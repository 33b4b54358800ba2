//! Row types for the remote job store.

use artio_core::types::{JobId, UserId};
use chrono::{DateTime, Utc};
use serde::{Deserialize, Serialize};

/// Lifecycle state of a generation job.
///
/// Jobs are created as `pending` by the client-facing API, moved to
/// `processing` when the orchestrator picks them up, and end in exactly
/// one of `completed` or `failed`.
#[derive(Debug, Clone, Copy, PartialEq, Eq, Serialize, Deserialize)]
#[serde(rename_all = "lowercase")]
pub enum JobStatus {
    Pending,
    Processing,
    Completed,
    Failed,
}

/// One row of the `generation_jobs` table, as read over the REST API.
#[derive(Debug, Clone, Deserialize)]
pub struct GenerationJob {
    pub id: JobId,
    /// Owning identity; set at creation and immutable.
    pub user_id: UserId,
    pub status: JobStatus,
    /// External task handle, set once the async provider accepts the task.
    pub provider_task_id: Option<String>,
    /// Durable storage paths, set only on success.
    #[serde(default)]
    pub result_urls: Option<Vec<String>>,
    /// Failure cause, set only on failure. May carry the manual
    /// intervention marker when a refund exhausted its retries.
    pub error_message: Option<String>,
    pub completed_at: Option<DateTime<Utc>>,
}

/// Partial update applied to a job row.
///
/// `None` fields are omitted from the PATCH body entirely; `Some(None)`
/// on the nullable columns writes an explicit SQL NULL.
#[derive(Debug, Clone, Default, Serialize)]
pub struct JobUpdate {
    #[serde(skip_serializing_if = "Option::is_none")]
    pub status: Option<JobStatus>,
    #[serde(skip_serializing_if = "Option::is_none")]
    pub provider_task_id: Option<Option<String>>,
    #[serde(skip_serializing_if = "Option::is_none")]
    pub result_urls: Option<Vec<String>>,
    #[serde(skip_serializing_if = "Option::is_none")]
    pub error_message: Option<String>,
    #[serde(skip_serializing_if = "Option::is_none")]
    pub completed_at: Option<DateTime<Utc>>,
}

impl JobUpdate {
    /// Update marking the start of processing. Clears any stale task
    /// handle from a previous attempt.
    pub fn processing() -> Self {
        Self {
            status: Some(JobStatus::Processing),
            provider_task_id: Some(None),
            ..Default::default()
        }
    }

    /// Terminal failure with a stored error message.
    pub fn failed(error_message: String) -> Self {
        Self {
            status: Some(JobStatus::Failed),
            error_message: Some(error_message),
            ..Default::default()
        }
    }

    /// Terminal success with the mirrored storage paths.
    pub fn completed(result_urls: Vec<String>) -> Self {
        Self {
            status: Some(JobStatus::Completed),
            result_urls: Some(result_urls),
            completed_at: Some(Utc::now()),
            ..Default::default()
        }
    }
}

——————

What the task requires
Please report all lines in the entries where "JobStatus" appears.

Exercise result
pub enum JobStatus {
    pub status: JobStatus,
    pub status: Option<JobStatus>,
            status: Some(JobStatus::Processing),
            status: Some(JobStatus::Failed),
            status: Some(JobStatus::Completed),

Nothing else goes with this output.